__Input records__.
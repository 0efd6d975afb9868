use mindmeld::app::AppBuilder;
use mindmeld::config::Config;
use serde_json::json;

async fn test_app(dir: &tempfile::TempDir) -> mindmeld::app::App {
	let config = Config {
		port: 0,
		cors_origin: "*".to_string(),
		sqlite_file: dir.path().join("test.sqlite"),
		log_level: "error".to_string(),
		feature_maps_api: true,
		feature_mcp: false,
		server_sync: true,
		data_provider: mindmeld::config::DataProvider::Crdt,
	};
	AppBuilder::new().config(config).build().await.expect("build app")
}

#[tokio::test]
async fn updating_a_map_invalidates_its_loaded_replica() {
	let dir = tempfile::tempdir().expect("tempdir");
	let app = test_app(&dir).await;

	let data = json!({"n": [], "c": [], "meta": {}});
	let created = app.maps.create("Map", &data).await.expect("create");

	// A binary session touches the map first, loading it into the registry.
	let handle = app.registry.acquire(&created.id).await.expect("acquire");
	app.registry.release(handle);

	// A REST write lands next; it must invalidate the cached replica so a
	// fresh binary session reloads from the updated row rather than stale
	// in-memory state.
	app.maps
		.update(&created.id, created.version, Some("Renamed"), None)
		.await
		.expect("update");
	app.registry.invalidate(&created.id);

	// Re-acquiring should not error, and the map row itself reflects the
	// REST write.
	let handle = app.registry.acquire(&created.id).await.expect("re-acquire after invalidate");
	app.registry.release(handle);

	let fetched = app.maps.get(&created.id).await.expect("get");
	assert_eq!(fetched.name, "Renamed");
}

#[tokio::test]
async fn deleting_a_map_removes_its_snapshot() {
	let dir = tempfile::tempdir().expect("tempdir");
	let app = test_app(&dir).await;

	let data = json!({"n": [], "c": [], "meta": {}});
	let created = app.maps.create("Map", &data).await.expect("create");

	let handle = app.registry.acquire(&created.id).await.expect("acquire");
	app.registry.release(handle);

	app.maps.delete(&created.id).await.expect("delete");
	app.crdt_persistence.delete_snapshot(&created.id).await.expect("delete snapshot");
	app.registry.invalidate(&created.id);

	let result = app.maps.get(&created.id).await;
	assert!(result.is_err());
}
use mindmeld::app::AppBuilder;
use mindmeld::config::Config;

#[tokio::main]
async fn main() {
	let config = match Config::from_env() {
		Ok(c) => c,
		Err(e) => {
			eprintln!("invalid configuration: {e}");
			std::process::exit(1);
		}
	};

	let filter = tracing_subscriber::EnvFilter::try_from_default_env()
		.unwrap_or_else(|_| tracing_subscriber::EnvFilter::new(config.log_level.clone()));
	tracing_subscriber::fmt().with_env_filter(filter).with_target(false).init();

	if let Err(e) = AppBuilder::new().config(config).run().await {
		tracing::error!(error = %e, "server exited with an error");
		std::process::exit(1);
	}
}

// vim: ts=4
//! Storage Engine (§4.A): embedded SQLite database, pragmas, schema, backup.

use std::path::{Path, PathBuf};

use sqlx::sqlite::{SqliteConnectOptions, SqliteJournalMode, SqlitePoolOptions};
use sqlx::{Row, SqlitePool};

use crate::error::{ClResult, Error};

/// Handle to the embedded database. Cheap to clone (pools are internally
/// `Arc`-backed); the single write pool serializes writers the way SQLite's
/// own single-writer model expects, mirroring the read/write pool split the
/// surrounding stack uses for its own sqlite-backed adapters.
#[derive(Debug, Clone)]
pub struct StorageEngine {
	pub(crate) write_pool: SqlitePool,
	pub(crate) read_pool: SqlitePool,
	path: PathBuf,
}

async fn connect_with_journal_fallback(
	path: &Path,
	max_connections: u32,
	read_only: bool,
) -> ClResult<SqlitePool> {
	let base = SqliteConnectOptions::new()
		.filename(path)
		.create_if_missing(!read_only)
		.foreign_keys(true)
		.synchronous(sqlx::sqlite::SqliteSynchronous::Normal);
	let base = if read_only { base.read_only(true) } else { base };

	let wal = base.clone().journal_mode(SqliteJournalMode::Wal);
	match SqlitePoolOptions::new()
		.max_connections(max_connections)
		.connect_with(wal)
		.await
	{
		Ok(pool) => Ok(pool),
		Err(e) => {
			tracing::warn!(error = %e, "WAL journal mode rejected, falling back to rollback journal");
			let fallback = base.journal_mode(SqliteJournalMode::Delete);
			SqlitePoolOptions::new()
				.max_connections(max_connections)
				.connect_with(fallback)
				.await
				.map_err(|e| Error::StorageUnavailable(e.to_string()))
		}
	}
}

const SCHEMA_SQL: &str = r#"
CREATE TABLE IF NOT EXISTS maps (
	id TEXT PRIMARY KEY,
	name TEXT NOT NULL,
	version INTEGER NOT NULL,
	created_at TEXT NOT NULL,
	updated_at TEXT NOT NULL,
	state_json TEXT NOT NULL,
	size_bytes INTEGER NOT NULL
);
CREATE INDEX IF NOT EXISTS idx_maps_updated_at ON maps(updated_at);

CREATE TABLE IF NOT EXISTS yjs_snapshots (
	map_id TEXT PRIMARY KEY,
	snapshot BLOB NOT NULL,
	updated_at TEXT NOT NULL,
	FOREIGN KEY (map_id) REFERENCES maps(id) ON DELETE CASCADE
);

CREATE TABLE IF NOT EXISTS migrations (
	version TEXT PRIMARY KEY,
	name TEXT NOT NULL,
	applied_at TEXT NOT NULL,
	execution_time_ms INTEGER NOT NULL,
	checksum TEXT NOT NULL
);
"#;

impl StorageEngine {
	/// Opens (creating if missing) the database at `path`, applying pragmas
	/// and the base schema. Directories are created as needed.
	pub async fn open(path: impl AsRef<Path>) -> ClResult<Self> {
		let path = path.as_ref().to_path_buf();
		if let Some(parent) = path.parent() {
			if !parent.as_os_str().is_empty() {
				tokio::fs::create_dir_all(parent).await?;
			}
		}

		let write_pool = connect_with_journal_fallback(&path, 1, false).await?;
		let read_pool = connect_with_journal_fallback(&path, 5, true).await?;

		for stmt in SCHEMA_SQL.split(';').map(str::trim).filter(|s| !s.is_empty()) {
			sqlx::query(stmt).execute(&write_pool).await?;
		}

		Ok(Self { write_pool, read_pool, path })
	}

	pub fn path(&self) -> &Path {
		&self.path
	}

	pub fn write_pool(&self) -> &SqlitePool {
		&self.write_pool
	}

	pub fn read_pool(&self) -> &SqlitePool {
		&self.read_pool
	}

	/// Runs `PRAGMA integrity_check` on the write connection.
	pub async fn integrity_check(&self) -> ClResult<()> {
		let row = sqlx::query("PRAGMA integrity_check")
			.fetch_one(&self.write_pool)
			.await?;
		let result: String = row.try_get(0).map_err(|_| Error::Corruption("integrity_check returned no rows".into()))?;
		if result == "ok" {
			Ok(())
		} else {
			Err(Error::Corruption(result))
		}
	}

	/// Atomic online copy to `dest_path` via `VACUUM INTO`, safe to run
	/// alongside live writers under WAL.
	pub async fn online_backup(&self, dest_path: impl AsRef<Path>) -> ClResult<()> {
		let dest = dest_path.as_ref();
		if let Some(parent) = dest.parent() {
			if !parent.as_os_str().is_empty() {
				tokio::fs::create_dir_all(parent).await?;
			}
		}
		let dest_str = dest
			.to_str()
			.ok_or_else(|| Error::Invalid("backup destination path is not valid UTF-8".into()))?;
		sqlx::query("VACUUM INTO ?")
			.bind(dest_str)
			.execute(&self.write_pool)
			.await?;
		Ok(())
	}

	/// Closes both pools, releasing file handles.
	pub async fn close(&self) {
		self.write_pool.close().await;
		self.read_pool.close().await;
	}
}

// vim: ts=4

__Task__. In the data above, which lines lie between the line with "pub async fn open(path: impl" and the line with "connect_with_journal_fallback(&path, 1, false).await?;", inclusive? Print those lines exactly and nothing else.

__Your solution__.
	pub async fn open(path: impl AsRef<Path>) -> ClResult<Self> {
		let path = path.as_ref().to_path_buf();
		if let Some(parent) = path.parent() {
			if !parent.as_os_str().is_empty() {
				tokio::fs::create_dir_all(parent).await?;
			}
		}

		let write_pool = connect_with_journal_fallback(&path, 1, false).await?;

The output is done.